The New York Times is reporting on an interesting study about the perniciousness of gender bias. The authors of the study crafted a resume of an “above average but not spectacular” graduate student in the natural sciences, and then sent the resume to a number of different faculty who run labs at different top-notch research institutions. The faculty were asked to grade the resume on a 1-7 scale, and then were asked a number of questions about how much time they might be willing to put in to help mentor this person, and what starting salary they might offer to the person. The only difference between resumes was that in some of the resumes, the name at the top said “John”; in others it said “Jennifer”.
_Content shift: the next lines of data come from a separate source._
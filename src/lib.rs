use thiserror::Error;

pub type Result<T> = std::result::Result<T, RagError>;

#[derive(Error, Debug)]
pub enum RagError {
    #[error("Invalid request: {0}")]
    InvalidRequest(String),

    #[error("Store not ready: {0}")]
    NotReady(String),

    #[error("Not found: {0}")]
    NotFound(String),

    #[error("Encoding error: {0}")]
    Encoding(String),

    #[error("External tool error: {0}")]
    ExternalTool(String),

    #[error("Storage error: {0}")]
    Storage(String),

    #[error("IO error: {0}")]
    Io(#[from] std::io::Error),

    #[error("Internal error: {0}")]
    Internal(#[from] anyhow::Error),
}

pub mod chat;
pub mod database;
pub mod embeddings;
pub mod ingest;
pub mod model;
pub mod retrieval;
pub mod server;
pub mod text;
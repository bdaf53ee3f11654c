
use tracing::debug;

use crate::database::{SearchHit, VectorStore};
use crate::text::shorten_text;
use crate::Result;

/// A hit expanded to a contiguous chunk range of one document.
#[derive(Debug, Clone)]
struct ExpandedRange {
    doc_id: i64,
    start: i64,
    end: i64,
    best: SearchHit,
}

/// Query the store and expand each hit with its neighboring chunks.
///
/// Neighbor ranges of nearby hits in the same document are merged before the
/// text is read, so overlapping context is never emitted twice. The merged
/// hit keeps the source, index, and score of its best constituent. The result
/// may hold fewer than `top_k` hits; no refilling happens after the merge.
pub async fn retrieve(
    store: &VectorStore,
    query: &str,
    top_k: usize,
    neighbor_chunks: i64,
    chunk_max_chars: usize,
) -> Result<Vec<SearchHit>> {
    if query.is_empty() {
        return Ok(Vec::new());
    }

    let query_vec = store.embedder().embed(query);
    let hits = store.search(&query_vec, top_k).await?;
    if neighbor_chunks <= 0 || hits.is_empty() {
        return Ok(hits);
    }

    let mut ranges: Vec<ExpandedRange> = hits
        .into_iter()
        .map(|hit| ExpandedRange {
            doc_id: hit.doc_id,
            start: (hit.chunk_index - neighbor_chunks).max(0),
            end: hit.chunk_index + neighbor_chunks,
            best: hit,
        })
        .collect();
    ranges.sort_by_key(|r| (r.doc_id, r.start, r.end));

    let mut merged: Vec<ExpandedRange> = Vec::with_capacity(ranges.len());
    for range in ranges {
        match merged.last_mut() {
            Some(last) if last.doc_id == range.doc_id && range.start <= last.end + 1 => {
                last.end = last.end.max(range.end);
                if range.best.score > last.best.score {
                    last.best = range.best;
                }
            }
            _ => merged.push(range),
        }
    }

    let mut expanded = Vec::with_capacity(merged.len());
    for range in merged {
        let mut text = store
            .expand_range(range.doc_id, range.start, range.end, range.best.chunk_index)
            .await?;
        if chunk_max_chars > 0 {
            text = shorten_text(&text, chunk_max_chars);
        }
        let mut hit = range.best;
        hit.text = text;
        expanded.push(hit);
    }
    expanded.sort_by(|a, b| {
        b.score
            .partial_cmp(&a.score)
            .unwrap_or(std::cmp::Ordering::Equal)
    });

    debug!(
        "rag.retrieve query_len={} top_k={top_k} hits={}",
        query.len(),
        expanded.len()
    );
    Ok(expanded)
}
They found that “John” was rated as more competent, was more likely to be hired, was more likely to receive mentoring, and was offered a substantially higher starting salary than “Jennifer”. That is depressing, but not surprising. What I found most interesting, however, was that the demographics of the faculty played no role in their assessment of the candidate: the bias held regardless of the age, race, or gender of the resume reader. In other words, a 35 year old female faculty member was just as likely to assess “John” as better than “Jennifer” as a 65 year old male faculty member.
The take home here is that we are all biased. Whether our bias is about gender, race, age, facial characteristics, clothing, mustaches… we are all biased, and often in ways that we would adamantly deny. After all, I would guess that the majority of people who looked at those resumes would claim that gender was not a factor in their decision. And yet the statistics say otherwise.
The other thing to keep in mind here is that it doesn’t take a lot to trigger our biased impressions of someone. The only difference between the two resumes in question was the first name; there was nothing done to explicitly draw the readers’ attention to the gender of the candidate. And yet based on that one subtle cue, potential employers rated “Jennifer” as substantially less competent.
So remember this as you vote. Whether you want to admit it or not, you will make judgments about the candidates based on the implied gender and ethnicity of their names, on subtle distinctions in the candidate’s appearances, and even on your own mood and environment when you sit down to vote. Those are all pretty silly things to base an election on–but hey, that’s democracy.